What I want is to search for certain keywords in a text and replace by surrounding them with <b> and </b>. And there are four different possibilities explained through an example below:

Keywords = ['hell', 'world']

Input Sentence = 'Hell is a wonderful place to say hello and sell shells'

Expected Output 1 = '<b>Hell</b> is a wonderful place to say hello and sell shells' -- (not replaced by keyword 'hell' but the found word 'Hell'. Only complete matches replaced.)

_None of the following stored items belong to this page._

//! Maze generation and solving, animated step by step in the terminal.
//!
//! A maze is carved by a randomized depth-first search over a square [`grid::Grid`] and then
//! solved from the top-left corner to the bottom-right corner with breadth-first search,
//! depth-first search or A*. Every algorithm runs one unit of work at a time under the
//! [`animator::Animator`], so each intermediate state can be rendered.

#![expect(
    clippy::cargo_common_metadata,
    reason = "Temporary allow during development."
)]

pub mod animator;
pub mod ascii;
pub mod config;
pub mod error;
pub mod generator;
pub mod grid;
pub mod headless;
pub mod logging;
pub mod solver;

mod app;
mod events;
mod types;
mod ui;

pub use app::App;
pub use config::Config;
pub use error::MazeError;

Expected Output 2 = '<b>Hell</b> is a wonderful place to say <b>hello</b> and sell shells' -- (only the matching words beginning with the keyword are replaced. Note that the whole word is getting replaced even if the match is partial)

Expected Output 3 = '<b>Hell</b> is a wonderful place to say <b>hello</b> and sell <b>shells</b>' -- (Any occurrence of hell is replaced but by the complete matching word)

Expected Output 4 = '<b>Hell</b> is a wonderful place to say <b>hell</b>o and sell s<b>hell</b>s' -- (Any occurrence of hell is replaced but NOT by the complete matching word. The casing of the matching word is left intact)

The linked SO question, replaces the word by the found keyword which is not what I want. I want to keep the casing of the input sentence intact. Can someone please help me find solution to all the above four cases?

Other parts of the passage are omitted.